Segment Open

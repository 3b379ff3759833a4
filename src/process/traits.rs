/*!
 * Process Handle Traits
 * Control surface the scheduler drives; implemented by the simulation engine
 */

use crate::core::types::Step;
use serde::{Deserialize, Serialize};
use std::sync::Arc;

/// Status reported by a handle
#[derive(Debug, Clone, Copy, PartialEq, Eq, Hash, Serialize, Deserialize)]
#[serde(rename_all = "snake_case")]
pub enum HandleStatus {
    /// Never stepped
    Ready,
    /// Inside `begin_stepping`
    Running,
    /// Suspended, resumable
    Paused,
    /// Stepping ended permanently
    Finished,
}

/// A long-running, steppable unit of work
///
/// Control calls arrive from other threads while `begin_stepping` is executing,
/// so every method takes `&self`.
pub trait ProcessHandle: Send + Sync {
    /// Run steps until paused, stopped or finished. Blocking and possibly CPU-bound.
    fn begin_stepping(&self) -> anyhow::Result<()>;

    /// Suspend as soon as possible
    fn pause(&self);

    /// Suspend once `step` is reached
    fn pause_at(&self, step: Step);

    /// End stepping permanently as soon as possible
    fn stop(&self);

    /// End stepping permanently once `step` is reached
    fn stop_at(&self, step: Step);

    fn current_status(&self) -> HandleStatus;
}

impl<T: ProcessHandle + ?Sized> ProcessHandle for Arc<T> {
    fn begin_stepping(&self) -> anyhow::Result<()> {
        (**self).begin_stepping()
    }

    fn pause(&self) {
        (**self).pause()
    }

    fn pause_at(&self, step: Step) {
        (**self).pause_at(step)
    }

    fn stop(&self) {
        (**self).stop()
    }

    fn stop_at(&self, step: Step) {
        (**self).stop_at(step)
    }

    fn current_status(&self) -> HandleStatus {
        (**self).current_status()
    }
}
/*!
 * Error Types
 * Centralized error handling with thiserror, miette, and serde support
 */

use super::types::ProcessId;
use miette::Diagnostic;
use serde::{Deserialize, Serialize};
use thiserror::Error;

/// Scheduler-related errors with serialization support
///
/// Admission mismatches (pausing a queued process, playing a running one) are
/// silent no-ops and never surface here.
#[derive(Error, Debug, Clone, Serialize, Deserialize, PartialEq, Eq, Diagnostic)]
#[serde(tag = "error_type", content = "details", rename_all = "snake_case")]
pub enum SchedulerError {
    #[error("Process {0} not found")]
    #[diagnostic(
        code(scheduler::not_found),
        help("The process may have been killed or never registered. Check the id.")
    )]
    NotFound(ProcessId),

    #[error("No async runtime available: {0}")]
    #[diagnostic(
        code(scheduler::runtime_unavailable),
        help("Build the scheduler inside a tokio runtime or pass a runtime handle to the builder.")
    )]
    RuntimeUnavailable(String),

    #[error("Invalid configuration: {0}")]
    #[diagnostic(
        code(scheduler::invalid_config),
        help("Check the SIM_* environment variables.")
    )]
    InvalidConfig(String),
}

impl SchedulerError {
    /// Whether the error refers to a missing process
    #[inline]
    pub fn is_not_found(&self) -> bool {
        matches!(self, SchedulerError::NotFound(_))
    }
}
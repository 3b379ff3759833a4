/*!
 * Scheduler Limits and Constants
 *
 * Environment variable names and fallback values shared by the config layer,
 * the tracer and the demo binary.
 */

// =============================================================================
// CAPACITY
// =============================================================================

/// Worker budget used when hardware parallelism cannot be queried
pub const FALLBACK_CAPACITY: usize = 1;

// =============================================================================
// ENVIRONMENT
// =============================================================================

/// Worker budget override
pub const ENV_CAPACITY: &str = "SIM_SCHEDULER_CAPACITY";

/// JSON log output toggle
pub const ENV_TRACE_JSON: &str = "SIM_TRACE_JSON";

/// Number of trials the demo binary registers
pub const ENV_DEMO_TRIALS: &str = "SIM_DEMO_TRIALS";

/// Steps each demo trial runs before finishing
pub const ENV_DEMO_STEPS: &str = "SIM_DEMO_STEPS";

// =============================================================================
// DEMO DEFAULTS
// =============================================================================

/// Default demo trial count
pub const DEFAULT_DEMO_TRIALS: usize = 8;

/// Default demo trial length
pub const DEFAULT_DEMO_STEPS: u64 = 200;
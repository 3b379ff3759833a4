/*!
 * Scheduler Events
 * Strongly-typed notifications raised for observers (GUI, logging, orchestration)
 */

use crate::core::types::ProcessId;
use serde::{Deserialize, Serialize};

/// Event raised by the scheduler
#[derive(Debug, Clone, PartialEq, Eq, Serialize, Deserialize)]
#[serde(tag = "event", rename_all = "snake_case")]
pub enum SchedulerEvent {
    /// Waiting for a worker slot
    ProcessQueued { id: ProcessId },
    /// A run segment was dispatched
    ProcessStarted { id: ProcessId },
    /// Moved out of its slot to the front of the queue
    ProcessPreempted { id: ProcessId },
    /// A run segment ended; the process is still registered
    ProcessCompleted { id: ProcessId },
    /// Destroyed; the registry entry is gone
    ProcessKilled { id: ProcessId },
    /// The step loop returned an error or panicked
    ProcessFailed { id: ProcessId, cause: String },
    /// Worker budget was written
    CapacityChanged { capacity: usize },
}

impl SchedulerEvent {
    /// Process the event refers to, if any
    #[inline]
    pub fn process_id(&self) -> Option<ProcessId> {
        match self {
            SchedulerEvent::ProcessQueued { id }
            | SchedulerEvent::ProcessStarted { id }
            | SchedulerEvent::ProcessPreempted { id }
            | SchedulerEvent::ProcessCompleted { id }
            | SchedulerEvent::ProcessKilled { id }
            | SchedulerEvent::ProcessFailed { id, .. } => Some(*id),
            SchedulerEvent::CapacityChanged { .. } => None,
        }
    }

    /// Short name used as the log message
    pub fn name(&self) -> &'static str {
        match self {
            SchedulerEvent::ProcessQueued { .. } => "process_queued",
            SchedulerEvent::ProcessStarted { .. } => "process_started",
            SchedulerEvent::ProcessPreempted { .. } => "process_preempted",
            SchedulerEvent::ProcessCompleted { .. } => "process_completed",
            SchedulerEvent::ProcessKilled { .. } => "process_killed",
            SchedulerEvent::ProcessFailed { .. } => "process_failed",
            SchedulerEvent::CapacityChanged { .. } => "capacity_changed",
        }
    }
}
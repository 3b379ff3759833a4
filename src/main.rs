/*!
 * Simulation Trial Scheduler - Demo Entry Point
 *
 * Registers a cohort of synthetic trials, plays them under the configured
 * worker budget, and reports scheduler statistics once every trial finished.
 */

use ahash::HashSet;
use miette::IntoDiagnostic;
use sim_scheduler::core::config::parse_var;
use sim_scheduler::core::limits::{
    DEFAULT_DEMO_STEPS, DEFAULT_DEMO_TRIALS, ENV_DEMO_STEPS, ENV_DEMO_TRIALS,
};
use sim_scheduler::{
    init_tracing, HandleStatus, ProcessId, Scheduler, SchedulerConfig, SchedulerEvent,
    SchedulerResult, Trial,
};
use std::str::FromStr;
use tracing::{info, warn};

fn env_or<T>(key: &str, default: T) -> SchedulerResult<T>
where
    T: FromStr,
    T::Err: std::fmt::Display,
{
    match std::env::var(key) {
        Ok(raw) => parse_var(key, &raw),
        Err(_) => Ok(default),
    }
}

/// Synthetic workload: iterate a logistic map for a few thousand rounds
fn demo_trial(index: usize, steps: u64) -> Trial {
    let seed = 0.1 + (index as f64 * 0.07) % 0.8;
    Trial::new(format!("trial-{}", index))
        .with_max_steps(steps)
        .with_step_fn(move |step| {
            let mut x = seed + (step as f64 * 1e-6);
            for _ in 0..2_000 {
                x = 3.9 * x * (1.0 - x);
            }
            anyhow::ensure!(x.is_finite(), "population diverged at step {}", step);
            Ok(())
        })
}

#[tokio::main]
async fn main() -> miette::Result<()> {
    let config = SchedulerConfig::from_env()?;
    init_tracing(config.trace_json);

    let trials: usize = env_or(ENV_DEMO_TRIALS, DEFAULT_DEMO_TRIALS)?;
    let steps: u64 = env_or(ENV_DEMO_STEPS, DEFAULT_DEMO_STEPS)?;

    info!("Trial scheduler starting...");
    info!(capacity = config.capacity, trials, steps, "Configuration resolved");

    let scheduler = Scheduler::builder().with_config(config).build()?;
    let events = scheduler.subscribe();

    let ids = scheduler.register_batch_and_play((0..trials).map(|i| demo_trial(i, steps)));
    let mut remaining: HashSet<ProcessId> = ids.into_iter().collect();

    let ctrl_c = tokio::signal::ctrl_c();
    tokio::pin!(ctrl_c);

    while !remaining.is_empty() {
        tokio::select! {
            event = events.recv_async() => {
                let Ok(event) = event else { break };
                match event {
                    SchedulerEvent::ProcessCompleted { id } => {
                        let finished = scheduler
                            .status(id)
                            .map(|info| info.handle_status == HandleStatus::Finished)
                            .unwrap_or(false);
                        if finished {
                            remaining.remove(&id);
                            scheduler.kill(id)?;
                        }
                    }
                    SchedulerEvent::ProcessFailed { id, cause } => {
                        warn!(id, cause = %cause, "Trial failed; discarding");
                        remaining.remove(&id);
                        scheduler.kill(id)?;
                    }
                    _ => {}
                }
            }
            _ = &mut ctrl_c => {
                warn!(remaining = remaining.len(), "Interrupted; stopping remaining trials");
                break;
            }
        }
    }

    scheduler.shutdown().await;

    let stats = scheduler.stats();
    println!("{}", serde_json::to_string_pretty(&stats).into_diagnostic()?);
    Ok(())
}
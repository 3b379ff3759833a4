/*!
 * Process Registry
 * Single source of truth for which process ids exist
 */

use super::traits::ProcessHandle;
use super::types::Process;
use crate::core::errors::SchedulerError;
use crate::core::types::{ProcessId, SchedulerResult};
use std::collections::BTreeMap;
use std::sync::Arc;

/// Maps ids to processes
///
/// Ids come from a high-water mark and are never reused, even after removal.
/// Iteration is in ascending id order.
#[derive(Debug)]
pub struct ProcessRegistry {
    processes: BTreeMap<ProcessId, Process>,
    next_id: ProcessId,
}

impl ProcessRegistry {
    pub fn new() -> Self {
        Self {
            processes: BTreeMap::new(),
            next_id: 1,
        }
    }

    /// Store a handle under a fresh id
    pub fn register(&mut self, handle: Arc<dyn ProcessHandle>) -> ProcessId {
        let id = self.next_id;
        self.next_id += 1;
        self.processes.insert(id, Process::new(id, handle));
        id
    }

    /// Store handles under contiguous fresh ids, in input order
    pub fn register_batch<I>(&mut self, handles: I) -> Vec<ProcessId>
    where
        I: IntoIterator<Item = Arc<dyn ProcessHandle>>,
    {
        handles.into_iter().map(|h| self.register(h)).collect()
    }

    #[inline]
    pub fn exists(&self, id: ProcessId) -> bool {
        self.processes.contains_key(&id)
    }

    pub fn get(&self, id: ProcessId) -> SchedulerResult<&Process> {
        self.processes.get(&id).ok_or(SchedulerError::NotFound(id))
    }

    pub fn get_mut(&mut self, id: ProcessId) -> SchedulerResult<&mut Process> {
        self.processes
            .get_mut(&id)
            .ok_or(SchedulerError::NotFound(id))
    }

    pub fn remove(&mut self, id: ProcessId) -> SchedulerResult<Process> {
        self.processes
            .remove(&id)
            .ok_or(SchedulerError::NotFound(id))
    }

    /// Registered ids in ascending order
    pub fn ids(&self) -> Vec<ProcessId> {
        self.processes.keys().copied().collect()
    }

    pub fn len(&self) -> usize {
        self.processes.len()
    }

    pub fn is_empty(&self) -> bool {
        self.processes.is_empty()
    }
}

impl Default for ProcessRegistry {
    fn default() -> Self {
        Self::new()
    }
}
/*!
 * Scheduler Operations
 * Registration, admission, control, capacity and termination
 */

use super::atomic_stats::SchedulerStats;
use super::builder::SchedulerBuilder;
use super::state::{Control, SchedulerSnapshot};
use super::Scheduler;
use crate::core::types::{ProcessId, SchedulerResult, Step};
use crate::monitoring::SchedulerEvent;
use crate::process::traits::ProcessHandle;
use crate::process::types::ProcessInfo;
use std::sync::Arc;
use tracing::{debug, info};

impl Scheduler {
    /// Scheduler on the ambient tokio runtime, sized to hardware parallelism
    pub fn new() -> SchedulerResult<Self> {
        SchedulerBuilder::new().build()
    }

    pub fn builder() -> SchedulerBuilder {
        SchedulerBuilder::new()
    }

    // ------------------------------------------------------------------
    // Registration
    // ------------------------------------------------------------------

    /// Hand a process over to the scheduler; it starts out idle
    pub fn register<H>(&self, handle: H) -> ProcessId
    where
        H: ProcessHandle + 'static,
    {
        let handle: Arc<dyn ProcessHandle> = Arc::new(handle);
        let id = self.shared.transact(|state, _| state.register(handle));
        debug!(id, "process registered");
        id
    }

    /// Register a cohort under contiguous ids, in input order
    pub fn register_batch<H, I>(&self, handles: I) -> Vec<ProcessId>
    where
        H: ProcessHandle + 'static,
        I: IntoIterator<Item = H>,
    {
        let handles: Vec<Arc<dyn ProcessHandle>> = handles
            .into_iter()
            .map(|h| Arc::new(h) as Arc<dyn ProcessHandle>)
            .collect();
        let ids = self.shared.transact(|state, _| state.register_batch(handles));
        debug!(count = ids.len(), "process batch registered");
        ids
    }

    pub fn register_and_play<H>(&self, handle: H) -> ProcessId
    where
        H: ProcessHandle + 'static,
    {
        let handle: Arc<dyn ProcessHandle> = Arc::new(handle);
        self.shared.transact(|state, fx| {
            let id = state.register(handle);
            // Freshly registered, so play cannot miss.
            let _ = state.play(id, fx);
            id
        })
    }

    pub fn register_batch_and_play<H, I>(&self, handles: I) -> Vec<ProcessId>
    where
        H: ProcessHandle + 'static,
        I: IntoIterator<Item = H>,
    {
        let handles: Vec<Arc<dyn ProcessHandle>> = handles
            .into_iter()
            .map(|h| Arc::new(h) as Arc<dyn ProcessHandle>)
            .collect();
        self.shared.transact(|state, fx| {
            let ids = state.register_batch(handles);
            let _ = state.play_all(&ids, fx);
            ids
        })
    }

    pub fn exists(&self, id: ProcessId) -> bool {
        self.shared.state.lock().exists(id)
    }

    // ------------------------------------------------------------------
    // Admission
    // ------------------------------------------------------------------

    /// Admit now if a slot is free, else queue; no-op if already running or queued
    pub fn play(&self, id: ProcessId) -> SchedulerResult<()> {
        self.shared.transact(|state, fx| state.play(id, fx))
    }

    /// Play each id in order; ids that do not fit are queued in input order
    ///
    /// Unknown ids are skipped; the first one is returned as `NotFound` after
    /// the rest have been played.
    pub fn play_all(&self, ids: &[ProcessId]) -> SchedulerResult<()> {
        self.shared.transact(|state, fx| state.play_all(ids, fx))
    }

    // ------------------------------------------------------------------
    // Control (running processes only; silent no-op otherwise)
    // ------------------------------------------------------------------

    pub fn pause(&self, id: ProcessId) -> SchedulerResult<()> {
        self.control(id, Control::Pause)
    }

    /// Ask the process to suspend once it reaches `step`
    pub fn pause_at(&self, id: ProcessId, step: Step) -> SchedulerResult<()> {
        self.control(id, Control::PauseAt(step))
    }

    pub fn stop(&self, id: ProcessId) -> SchedulerResult<()> {
        self.control(id, Control::Stop)
    }

    /// Ask the process to end stepping permanently once it reaches `step`
    pub fn stop_at(&self, id: ProcessId, step: Step) -> SchedulerResult<()> {
        self.control(id, Control::StopAt(step))
    }

    fn control(&self, id: ProcessId, control: Control) -> SchedulerResult<()> {
        self.shared
            .transact(|state, fx| state.control(id, control, fx))
    }

    // ------------------------------------------------------------------
    // Capacity
    // ------------------------------------------------------------------

    /// Resize the worker budget
    ///
    /// Growing admits from the queue front. Shrinking pauses the oldest
    /// admissions and puts them back at the queue front in their original order.
    pub fn set_capacity(&self, capacity: usize) {
        self.shared
            .transact(|state, fx| state.set_capacity(capacity, fx));
    }

    pub fn capacity(&self) -> usize {
        self.shared.state.lock().capacity()
    }

    // ------------------------------------------------------------------
    // Termination
    // ------------------------------------------------------------------

    /// Destroy a process; deferred to the end of its run segment if running
    pub fn kill(&self, id: ProcessId) -> SchedulerResult<()> {
        self.shared.transact(|state, fx| state.kill(id, fx))
    }

    pub fn kill_all(&self) {
        self.shared.transact(|state, fx| state.kill_all(fx));
    }

    /// Stop every running process, kill everything, and wait for the run set to drain
    pub async fn shutdown(&self) {
        info!("Scheduler shutting down");

        self.shared.transact(|state, fx| {
            for id in state.snapshot().running {
                let _ = state.control(id, Control::Stop, fx);
            }
            state.kill_all(fx);
        });

        loop {
            let drained = self.shared.drained.notified();
            tokio::pin!(drained);
            drained.as_mut().enable();

            if self.shared.state.lock().running_len() == 0 {
                break;
            }
            drained.await;
        }

        info!("Scheduler shutdown complete");
    }

    // ------------------------------------------------------------------
    // Observation
    // ------------------------------------------------------------------

    /// Receive every event published from now on
    pub fn subscribe(&self) -> flume::Receiver<SchedulerEvent> {
        self.shared.events.subscribe()
    }

    pub fn status(&self, id: ProcessId) -> SchedulerResult<ProcessInfo> {
        self.shared.state.lock().info(id)
    }

    pub fn snapshot(&self) -> SchedulerSnapshot {
        self.shared.state.lock().snapshot()
    }

    pub fn stats(&self) -> SchedulerStats {
        let mut stats = self.shared.stats.snapshot();
        let state = self.shared.state.lock();
        stats.capacity = state.capacity();
        stats.running_now = state.running_len();
        stats.queued_now = state.queued_len();
        stats.registered_now = state.registered_len();
        stats
    }
}
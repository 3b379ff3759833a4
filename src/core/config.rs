/*!
 * Scheduler Configuration
 * Environment-driven settings with hardware-derived defaults
 */

use super::errors::SchedulerError;
use super::limits::{ENV_CAPACITY, ENV_TRACE_JSON, FALLBACK_CAPACITY};
use super::types::SchedulerResult;
use serde::{Deserialize, Serialize};
use std::str::FromStr;

/// Scheduler settings
#[derive(Debug, Clone, PartialEq, Eq, Serialize, Deserialize)]
#[serde(rename_all = "snake_case", default)]
pub struct SchedulerConfig {
    /// Maximum number of concurrently running processes
    pub capacity: usize,
    /// Emit JSON-formatted logs
    pub trace_json: bool,
}

impl Default for SchedulerConfig {
    fn default() -> Self {
        Self {
            capacity: hardware_capacity(),
            trace_json: false,
        }
    }
}

impl SchedulerConfig {
    /// Resolve configuration from the process environment
    ///
    /// Environment variables:
    /// - SIM_SCHEDULER_CAPACITY: worker budget (default: available parallelism)
    /// - SIM_TRACE_JSON: enable JSON log output (default: false)
    pub fn from_env() -> SchedulerResult<Self> {
        Self::from_lookup(|key| std::env::var(key).ok())
    }

    /// Resolve configuration through an arbitrary key lookup
    pub fn from_lookup<F>(lookup: F) -> SchedulerResult<Self>
    where
        F: Fn(&str) -> Option<String>,
    {
        let mut config = Self::default();

        if let Some(raw) = lookup(ENV_CAPACITY) {
            config.capacity = parse_var(ENV_CAPACITY, &raw)?;
        }
        if let Some(raw) = lookup(ENV_TRACE_JSON) {
            config.trace_json = parse_flag(ENV_TRACE_JSON, &raw)?;
        }

        Ok(config)
    }

    #[must_use]
    pub fn with_capacity(mut self, capacity: usize) -> Self {
        self.capacity = capacity;
        self
    }
}

/// Number of hardware execution units, or the fallback when unknown
pub fn hardware_capacity() -> usize {
    std::thread::available_parallelism()
        .map(|n| n.get())
        .unwrap_or(FALLBACK_CAPACITY)
}

/// Parse a numeric environment value
pub fn parse_var<T>(key: &str, raw: &str) -> SchedulerResult<T>
where
    T: FromStr,
    T::Err: std::fmt::Display,
{
    raw.trim()
        .parse()
        .map_err(|e| SchedulerError::InvalidConfig(format!("{}={:?}: {}", key, raw, e)))
}

/// Parse a boolean environment flag (1/0, true/false, yes/no, on/off)
pub fn parse_flag(key: &str, raw: &str) -> SchedulerResult<bool> {
    match raw.trim().to_ascii_lowercase().as_str() {
        "1" | "true" | "yes" | "on" => Ok(true),
        "0" | "false" | "no" | "off" | "" => Ok(false),
        other => Err(SchedulerError::InvalidConfig(format!(
            "{}={:?}: expected a boolean",
            key, other
        ))),
    }
}
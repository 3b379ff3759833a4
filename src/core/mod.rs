/*!
 * Core Module
 * Shared types, errors, limits and configuration
 */

pub mod config;
pub mod errors;
pub mod limits;
pub mod types;

pub use config::SchedulerConfig;
pub use errors::SchedulerError;
pub use types::{ProcessId, SchedulerResult, Step};
/*!
 * Simulation Trial Scheduler Library
 * Bounded-concurrency scheduling of long-running, steppable simulation trials
 */

pub mod core;
pub mod monitoring;
pub mod process;

// Re-exports
pub use crate::core::{ProcessId, SchedulerConfig, SchedulerError, SchedulerResult, Step};
pub use monitoring::{init_tracing, EventBus, SchedulerEvent};
pub use process::{
    AdmissionState, HandleStatus, ProcessHandle, ProcessInfo, ProcessRegistry, Scheduler,
    SchedulerBuilder, SchedulerSnapshot, SchedulerStats, Trial,
};
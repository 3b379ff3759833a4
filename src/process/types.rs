/*!
 * Process Types
 * Registered process records and their admission state
 */

use super::traits::{HandleStatus, ProcessHandle};
use crate::core::types::ProcessId;
use serde::{Deserialize, Serialize};
use std::fmt;
use std::sync::Arc;

/// Where a process sits in the admission pipeline
#[derive(Debug, Clone, Copy, PartialEq, Eq, Hash, Serialize, Deserialize)]
#[serde(rename_all = "snake_case")]
pub enum AdmissionState {
    /// Registered, not waiting and not holding a slot
    Idle,
    /// Waiting in the admission queue
    Queued,
    /// Holding a worker slot
    Running,
}

/// A registered process, owned by the scheduler
pub struct Process {
    pub id: ProcessId,
    pub handle: Arc<dyn ProcessHandle>,
    pub admission: AdmissionState,
    /// A run segment was dispatched and has not reported back
    pub(crate) in_flight: bool,
    /// Re-admitted while the previous segment was still in flight
    pub(crate) relaunch_pending: bool,
    /// Run segments that have reported back
    pub(crate) segments_completed: u64,
}

impl Process {
    #[inline]
    #[must_use]
    pub fn new(id: ProcessId, handle: Arc<dyn ProcessHandle>) -> Self {
        Self {
            id,
            handle,
            admission: AdmissionState::Idle,
            in_flight: false,
            relaunch_pending: false,
            segments_completed: 0,
        }
    }

    #[inline(always)]
    #[must_use]
    pub const fn is_running(&self) -> bool {
        matches!(self.admission, AdmissionState::Running)
    }

    #[inline]
    pub fn segments_completed(&self) -> u64 {
        self.segments_completed
    }
}

impl fmt::Debug for Process {
    fn fmt(&self, f: &mut fmt::Formatter<'_>) -> fmt::Result {
        f.debug_struct("Process")
            .field("id", &self.id)
            .field("admission", &self.admission)
            .field("in_flight", &self.in_flight)
            .field("relaunch_pending", &self.relaunch_pending)
            .field("segments_completed", &self.segments_completed)
            .finish()
    }
}

/// Point-in-time view of one process
#[derive(Debug, Clone, PartialEq, Eq, Serialize, Deserialize)]
#[serde(rename_all = "snake_case")]
pub struct ProcessInfo {
    pub id: ProcessId,
    pub admission: AdmissionState,
    pub kill_pending: bool,
    pub handle_status: HandleStatus,
    pub segments_completed: u64,
}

Segment Closed

◆ **Work request**: Extract exactly and only the lines above from the line containing "self.capacity = capacity;" through the line containing "numeric environment value", both end lines included.

◆ **Reply to the exercise**:
        self.capacity = capacity;
        self
    }
}

/// Number of hardware execution units, or the fallback when unknown
pub fn hardware_capacity() -> usize {
    std::thread::available_parallelism()
        .map(|n| n.get())
        .unwrap_or(FALLBACK_CAPACITY)
}

/// Parse a numeric environment value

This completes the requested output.